Assuming that a Lie group $G$ acts on a smooth manifold $M$ by smooth maps (which are therefore diffeomorphisms), show that the induced action on the cotangent bundle given by $$g \cdot (x, \xi) = (g\cdot x, \varphi_{g^{-1}}^\ast\xi)$$ acts via symplectomorphisms (where $x \in M$, $\xi \in T_x^\ast M$, and $\varphi_g$ is the map which acts as $x \mapsto g \cdot x$).
Showing this amounts to showing that these actions preserve the canonical symplectic form on $T^\ast M$, but I'm not able to see why that's true.

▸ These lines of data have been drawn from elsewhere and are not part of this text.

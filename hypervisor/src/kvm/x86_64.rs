// Copyright 2024 The ChromiumOS Authors
// Use of this source code is governed by a BSD-style license that can be
// found in the LICENSE file.

//! Special-register synthesis for the three starting CPU modes.
//!
//! Instead of making guest code build descriptor tables before it can run, we
//! write the hidden parts of the segment registers directly. The CPU only
//! consults the hidden descriptor after a load, so a flat segment can exist
//! without any GDT behind it — the selectors are set to the conventional
//! values purely for display. A guest that reloads a segment register will
//! fault until it installs a GDT of its own.

use kvm_bindings::kvm_dtable;
use kvm_bindings::kvm_segment;
use kvm_bindings::kvm_sregs;

use crate::CpuMode;

pub const PAGE_SIZE: u64 = 4096;

pub const CR0_PE: u64 = 1 << 0;
pub const CR0_ET: u64 = 1 << 4;
pub const CR0_PG: u64 = 1 << 31;
pub const CR4_PAE: u64 = 1 << 5;
pub const EFER_LME: u64 = 1 << 8;
pub const EFER_LMA: u64 = 1 << 10;

// Page-structure entry bits, identical at every level.
pub const PTE_PRESENT: u64 = 1 << 0;
pub const PTE_WRITABLE: u64 = 1 << 1;
// In a PDPT entry this selects a 1 GiB page.
pub const PTE_PAGE_SIZE: u64 = 1 << 7;

// Intel SDM Vol. 3A, 3.4.5.1: code, execute/read; data, read/write.
const SEG_TYPE_CODE_READABLE: u8 = 0b1010;
const SEG_TYPE_DATA_WRITABLE: u8 = 0b0010;
// Real-mode variants carry the accessed bit, matching the reset state.
const SEG_TYPE_CODE_ACCESSED: u8 = 0b1011;
const SEG_TYPE_DATA_ACCESSED: u8 = 0b0011;

/// A real-mode segment: base tracks `selector << 4`, limit is the fixed 64
/// KiB the hardware requires for VM entry.
fn real_mode_segment(selector: u16, code: bool) -> kvm_segment {
    kvm_segment {
        base: (selector as u64) << 4,
        limit: 0xffff,
        selector,
        type_: if code {
            SEG_TYPE_CODE_ACCESSED
        } else {
            SEG_TYPE_DATA_ACCESSED
        },
        present: 1,
        dpl: 0,
        db: 0,
        s: 1,
        l: 0,
        g: 0,
        avl: 0,
        unusable: 0,
        padding: 0,
    }
}

/// A flat ring-0 segment covering the whole 32-bit address space
/// (page-granular limit 0xFFFFF).
fn flat_segment(selector: u16, type_: u8, db: u8, l: u8) -> kvm_segment {
    kvm_segment {
        base: 0,
        limit: 0xfffff,
        selector,
        type_,
        present: 1,
        dpl: 0,
        db,
        s: 1,
        l,
        g: 1,
        avl: 0,
        unusable: 0,
        padding: 0,
    }
}

/// Rewrites `sregs` for a cold start in `mode`. For [`CpuMode::Long64`],
/// `pml4_base` must hold the guest physical offset of the PML4 table.
pub fn configure_sregs(sregs: &mut kvm_sregs, mode: CpuMode, pml4_base: Option<u64>) {
    // Invalid until the guest installs its own tables.
    sregs.idt = kvm_dtable::default();
    sregs.gdt = kvm_dtable::default();

    match mode {
        CpuMode::Real16 => {
            sregs.cr0 = CR0_ET;
            sregs.cr3 = 0;
            sregs.cr4 = 0;
            sregs.efer = 0;
            // KVM comes out of reset at 0xf000:0xfff0; zero everything so
            // execution starts at the bottom of memory instead.
            sregs.cs = real_mode_segment(0, true);
            let data = real_mode_segment(0, false);
            sregs.ds = data;
            sregs.es = data;
            sregs.fs = data;
            sregs.gs = data;
            sregs.ss = data;
        }
        CpuMode::Protected32 => {
            sregs.cr0 = (sregs.cr0 | CR0_PE | CR0_ET) & !CR0_PG;
            sregs.cr3 = 0;
            sregs.cr4 = 0;
            sregs.efer = 0;
            sregs.cs = flat_segment(0x8, SEG_TYPE_CODE_READABLE, 1, 0);
            let data = flat_segment(0x10, SEG_TYPE_DATA_WRITABLE, 1, 0);
            sregs.ds = data;
            sregs.es = data;
            sregs.fs = data;
            sregs.gs = data;
            sregs.ss = data;
        }
        CpuMode::Long64 => {
            // PG requires PE; PAE and LME/LMA are what make it long mode.
            sregs.cr0 = CR0_PG | CR0_PE | CR0_ET;
            sregs.cr3 = pml4_base.expect("long mode needs a PML4") & !(PAGE_SIZE - 1);
            sregs.cr4 = CR4_PAE;
            sregs.efer = EFER_LME | EFER_LMA;
            sregs.cs = flat_segment(0x8, SEG_TYPE_CODE_READABLE, 0, 1);
            let data = flat_segment(0x10, SEG_TYPE_DATA_WRITABLE, 1, 0);
            sregs.ds = data;
            sregs.es = data;
            sregs.fs = data;
            sregs.gs = data;
            sregs.ss = data;
        }
    }
}

/// Re-derives the hidden real-mode descriptor of every segment from its
/// current selector. Needed after register writes: in real mode the hidden
/// base must track `selector << 4` or the guest reads the wrong memory.
pub fn refresh_real_mode_segments(sregs: &mut kvm_sregs) {
    for seg in [
        &mut sregs.cs,
        &mut sregs.ds,
        &mut sregs.es,
        &mut sregs.fs,
        &mut sregs.gs,
        &mut sregs.ss,
    ] {
        seg.base = (seg.selector as u64) << 4;
        seg.limit = 0xffff;
    }
}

It is actually true that for any diffeomorphism $f:M\to M$, the induced diffeomorphism $T^*f:T^*M\to T^*M$ is a symplectomorphism. This is most easily seen via the canonical one-form $\phi\in\Omega^1(T^*M)$, whose exterior derivative gives the symplectic form. By definition $\phi(\xi)(X)=\xi(T_\xi p\cdot X)$, for $X\in T_\xi (T^*M)$, where $p:T^*M\to M$ is the canonical projection (so $\xi$ is a linear map $T_{p(\xi)}M\to\mathbb R$ and thus the definition makes sense). Pulling this back along $F:=T^*f$, you get $$(F^*\phi)(\xi)(X)=\phi(F(\xi))(T_\xi F\cdot X)=F(\xi)(T_{F(\xi)}p(T_\xi F\cdot X)). $$ Now $p\circ F=f\circ p$, which shows that you get $T^*f(\xi)(T_{p(\xi)}f(T_\xi p\cdot X))$, and the definition of $T^*f$ shows that this coincides with $\phi(\xi)(X)$. Then the compatibility with the symplectic form follows from the compatibility of the exterior derivative with pullbacks.